Lockdown changed the way I did church forever. Many people around the world were screaming about their rites being violated and that they needed churches to be open. But in my spirit I knew that the Spirit was doing a new thing within me. The church that I was running went online and into a format where everyone had the ability to unmute and speak. Very quickly I watched a community released to share their story, their prophecies, their sufferings, their healings and their testimonies. I watched as one voice was added to another and then another and then another. I listened as these voices combined to one loud voice and I was able to hear the voice of God through all people and not just one person entrusted to teach. This was becoming a feast of God speaking through his people.

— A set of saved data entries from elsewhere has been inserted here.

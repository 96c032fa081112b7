//! CLI subcommands.

use anyhow::{Context as _, Result};
use clap::Subcommand;
use stow_store::{Context, Document, Storer, StorerExt};
use tracing::debug;

use crate::formatter::{format_document, format_documents, format_names, OutputFormat};

/// A store operation.
#[derive(Debug, Subcommand)]
pub enum Command {
    /// Write a JSON object; its string `id` field is the record ID
    Put {
        /// Collection name
        collection: String,
        /// JSON object, e.g. '{"id":"w1","color":"red"}'
        json: String,
    },
    /// Print one record
    Get {
        /// Collection name
        collection: String,
        /// Record ID
        id: String,
    },
    /// Delete one record
    Rm {
        /// Collection name
        collection: String,
        /// Record ID
        id: String,
    },
    /// Print every record in a collection
    Ls {
        /// Collection name
        collection: String,
    },
    /// Print the names of all provisioned collections
    Collections,
}

impl Command {
    /// Executes the command and returns the text to print.
    pub fn execute(
        &self,
        store: &dyn Storer,
        ctx: &Context,
        format: OutputFormat,
    ) -> Result<String> {
        match self {
            Command::Put { collection, json } => {
                let doc: Document = serde_json::from_str(json)
                    .context("expected a JSON object with a string \"id\" field")?;
                debug!(collection = %collection, id = %doc.id, "writing document");
                store.write(ctx, collection, &doc)?;
                Ok(format!("wrote {}/{}", collection, doc.id))
            }

            Command::Get { collection, id } => {
                match store.read(ctx, collection, id, Document::default)? {
                    Some(doc) => Ok(format_document(&doc, format)),
                    None => Ok(format!("{}/{} not found", collection, id)),
                }
            }

            Command::Rm { collection, id } => {
                store.delete(ctx, collection, id)?;
                Ok(format!("deleted {}/{}", collection, id))
            }

            Command::Ls { collection } => {
                let mut docs: Vec<Document> = store.list(ctx, collection, Document::default)?;
                docs.sort_by(|a, b| a.id.cmp(&b.id));
                Ok(format_documents(&docs, format))
            }

            Command::Collections => {
                let names = store.collections(ctx)?;
                Ok(format_names(&names, format))
            }
        }
    }
}
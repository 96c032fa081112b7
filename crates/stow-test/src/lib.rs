//! # stow-test
//!
//! Integration tests for stow.
//!
//! This crate contains:
//! - Shared record types and store constructors
//! - A backend contract suite every [`Storer`](stow_store::Storer) must pass

#![warn(missing_docs)]
#![warn(clippy::all)]

/// Test utilities and helpers
pub mod utils;

/// Backend contract checks
pub mod contract;
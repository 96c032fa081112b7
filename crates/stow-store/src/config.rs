//! Store configuration.
//!
//! Configuration can be built in code, through [`StoreConfig::builder`], or
//! loaded from TOML:
//!
//! ```toml
//! conn = "data/objects.db"
//! busy_timeout_ms = 2000
//! provision_policy = "missing_table_only"
//! ```

use std::path::Path;

use serde::{Deserialize, Serialize};

use crate::error::{StoreError, StoreResult};

/// Decides which statement failures trigger provisioning of a collection.
#[derive(Debug, Clone, Copy, PartialEq, Eq, Default, Serialize, Deserialize)]
#[serde(rename_all = "snake_case")]
pub enum ProvisionPolicy {
    /// Any failure is treated as a missing table.
    #[default]
    AnyFailure,
    /// Only the engine's "no such table" failure triggers provisioning;
    /// anything else is returned as is.
    MissingTableOnly,
}

impl ProvisionPolicy {
    /// Returns true if `err` should be answered by provisioning the table.
    pub fn should_provision(self, err: &rusqlite::Error) -> bool {
        match self {
            ProvisionPolicy::AnyFailure => true,
            ProvisionPolicy::MissingTableOnly => is_missing_table(err),
        }
    }
}

fn is_missing_table(err: &rusqlite::Error) -> bool {
    match err {
        rusqlite::Error::SqliteFailure(_, Some(msg)) => msg.starts_with("no such table"),
        _ => false,
    }
}

/// Configuration for a [`SqliteStore`](crate::SqliteStore).
#[derive(Debug, Clone, PartialEq, Eq, Serialize, Deserialize)]
pub struct StoreConfig {
    /// Connection descriptor: a path, `:memory:`, or a `file:` URI.
    #[serde(default = "default_conn")]
    pub conn: String,

    /// How long to wait on a locked database before failing, in milliseconds.
    #[serde(default = "default_busy_timeout_ms")]
    pub busy_timeout_ms: u64,

    /// Which failures trigger provisioning.
    #[serde(default)]
    pub provision_policy: ProvisionPolicy,

    /// Engine steps between context checks while a statement runs.
    #[serde(default = "default_progress_ops")]
    pub progress_ops: i32,
}

fn default_conn() -> String {
    ":memory:".to_string()
}

fn default_busy_timeout_ms() -> u64 {
    5000
}

fn default_progress_ops() -> i32 {
    1000
}

impl Default for StoreConfig {
    fn default() -> Self {
        Self {
            conn: default_conn(),
            busy_timeout_ms: default_busy_timeout_ms(),
            provision_policy: ProvisionPolicy::default(),
            progress_ops: default_progress_ops(),
        }
    }
}

impl StoreConfig {
    /// Creates a configuration for the given connection descriptor.
    pub fn new(conn: impl Into<String>) -> Self {
        Self {
            conn: conn.into(),
            ..Default::default()
        }
    }

    /// Parses a configuration from TOML.
    pub fn from_toml_str(content: &str) -> StoreResult<Self> {
        let config: Self = toml::from_str(content).map_err(|e| StoreError::Config(e.to_string()))?;
        config.validate()?;
        Ok(config)
    }

    /// Loads a configuration from a TOML file.
    pub fn from_file(path: &Path) -> StoreResult<Self> {
        let content = std::fs::read_to_string(path)
            .map_err(|e| StoreError::Config(format!("{}: {}", path.display(), e)))?;
        Self::from_toml_str(&content)
    }

    /// Checks the configuration for values the engine cannot use.
    pub fn validate(&self) -> StoreResult<()> {
        if self.conn.is_empty() {
            return Err(StoreError::Config("conn must not be empty".to_string()));
        }
        if self.progress_ops <= 0 {
            return Err(StoreError::Config(format!(
                "progress_ops must be positive, got {}",
                self.progress_ops
            )));
        }
        Ok(())
    }

    /// Returns a builder for configuration.
    pub fn builder() -> StoreConfigBuilder {
        StoreConfigBuilder::default()
    }
}

/// Builder for [`StoreConfig`].
#[derive(Debug, Default)]
pub struct StoreConfigBuilder {
    config: StoreConfig,
}

impl StoreConfigBuilder {
    /// Sets the connection descriptor.
    pub fn conn(mut self, conn: impl Into<String>) -> Self {
        self.config.conn = conn.into();
        self
    }

    /// Sets the busy timeout in milliseconds.
    pub fn busy_timeout_ms(mut self, ms: u64) -> Self {
        self.config.busy_timeout_ms = ms;
        self
    }

    /// Sets the provisioning policy.
    pub fn provision_policy(mut self, policy: ProvisionPolicy) -> Self {
        self.config.provision_policy = policy;
        self
    }

    /// Sets the number of engine steps between context checks.
    pub fn progress_ops(mut self, ops: i32) -> Self {
        self.config.progress_ops = ops;
        self
    }

    /// Builds the configuration.
    pub fn build(self) -> StoreConfig {
        self.config
    }
}

#[cfg(test)]
mod tests {
    use super::*;
    use tempfile::TempDir;

    #[test]
    fn test_default_config() {
        let config = StoreConfig::default();
        assert_eq!(config.conn, ":memory:");
        assert_eq!(config.busy_timeout_ms, 5000);
        assert_eq!(config.provision_policy, ProvisionPolicy::AnyFailure);
        assert!(config.validate().is_ok());
    }

    #[test]
    fn test_builder() {
        let config = StoreConfig::builder()
            .conn("objects.db")
            .busy_timeout_ms(10)
            .provision_policy(ProvisionPolicy::MissingTableOnly)
            .progress_ops(50)
            .build();

        assert_eq!(config.conn, "objects.db");
        assert_eq!(config.busy_timeout_ms, 10);
        assert_eq!(config.provision_policy, ProvisionPolicy::MissingTableOnly);
        assert_eq!(config.progress_ops, 50);
    }

    #[test]
    fn test_parse_toml() {
        let toml = r#"
            conn = "data/objects.db"
            provision_policy = "missing_table_only"
        "#;

        let config = StoreConfig::from_toml_str(toml).unwrap();
        assert_eq!(config.conn, "data/objects.db");
        assert_eq!(config.provision_policy, ProvisionPolicy::MissingTableOnly);
        assert_eq!(config.busy_timeout_ms, 5000);
    }

    #[test]
    fn test_from_file() {
        let dir = TempDir::new().unwrap();
        let path = dir.path().join("store.toml");
        std::fs::write(&path, "busy_timeout_ms = 42\n").unwrap();

        let config = StoreConfig::from_file(&path).unwrap();
        assert_eq!(config.busy_timeout_ms, 42);
        assert_eq!(config.conn, ":memory:");
    }

    #[test]
    fn test_invalid_values() {
        assert!(matches!(
            StoreConfig::new("").validate(),
            Err(StoreError::Config(_))
        ));
        assert!(matches!(
            StoreConfig::from_toml_str("progress_ops = 0"),
            Err(StoreError::Config(_))
        ));
        assert!(matches!(
            StoreConfig::from_toml_str("provision_policy = \"sometimes\""),
            Err(StoreError::Config(_))
        ));
    }

    #[test]
    fn test_policy_matching() {
        let missing = rusqlite::Error::SqliteFailure(
            rusqlite::ffi::Error::new(rusqlite::ffi::SQLITE_ERROR),
            Some("no such table: widgets".to_string()),
        );
        let syntax = rusqlite::Error::SqliteFailure(
            rusqlite::ffi::Error::new(rusqlite::ffi::SQLITE_ERROR),
            Some("near \"SELEC\": syntax error".to_string()),
        );

        assert!(ProvisionPolicy::AnyFailure.should_provision(&missing));
        assert!(ProvisionPolicy::AnyFailure.should_provision(&syntax));
        assert!(ProvisionPolicy::MissingTableOnly.should_provision(&missing));
        assert!(!ProvisionPolicy::MissingTableOnly.should_provision(&syntax));
    }
}
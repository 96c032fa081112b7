//! Record types and store constructors shared by the integration tests.

use std::sync::atomic::{AtomicU64, Ordering};

use serde::{Deserialize, Serialize};
use stow_store::{Identified, Metadata, SqliteStore};

/// Database counter for test isolation.
static DB_COUNTER: AtomicU64 = AtomicU64::new(0);

/// Returns a connection string for a fresh shared-cache in-memory database.
pub fn unique_memory_dsn() -> String {
    let n = DB_COUNTER.fetch_add(1, Ordering::SeqCst);
    format!(
        "file:stow-test-{}-{}?mode=memory&cache=shared",
        std::process::id(),
        n
    )
}

/// Opens a SQLite store on a fresh in-memory database.
pub fn sqlite_store() -> SqliteStore {
    SqliteStore::open(&unique_memory_dsn()).expect("failed to open in-memory store")
}

/// A record with embedded metadata and one opaque value.
#[derive(Debug, Clone, Default, PartialEq, Eq, Serialize, Deserialize)]
pub struct Opaque {
    /// Identity.
    #[serde(flatten)]
    pub metadata: Metadata,
    /// Payload value.
    pub opaque: String,
}

impl Opaque {
    /// Creates a record.
    pub fn new(id: &str, opaque: &str) -> Self {
        Self {
            metadata: Metadata::new(id),
            opaque: opaque.to_string(),
        }
    }
}

impl Identified for Opaque {
    fn id(&self) -> &str {
        self.metadata.id()
    }
}

/// Factory for [`Opaque`].
pub fn new_opaque() -> Opaque {
    Opaque::default()
}

/// Returns the opaque values of `records`, sorted.
pub fn sorted_values(records: &[Opaque]) -> Vec<String> {
    let mut values: Vec<String> = records.iter().map(|r| r.opaque.clone()).collect();
    values.sort();
    values
}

I watched as people got creative as we met. New songs were being written, new poems recited, new artworks appearing. I then watched as this creativity spread and those who didn't think that they could sing, draw or even unmute to speak started doing so. As this happened I observed the most peculiar phenomena in me... I realised I had more connection with the people that I was watching than I had ever had before in leading a church. I knew these people, not simply by name, but by their story. The online format could not stop the connection or the authenticity that was occurring. In fact, it was better than what I had seen in doing years of services in person. I'm not saying that there is no place for doing these in-person services, I'm simply astounded by what I was watching happen in a format that most would think was a passing fad or something to get us through Covid.
Each time I would log-off I would sit and marvel at what I had just witnessed. Love was manifest. Wisdom was overflowing. Peace was tangible and lives were being transformed. I had made up my mind that I wasn't going back to the classroom, I wanted to sit at the feast table.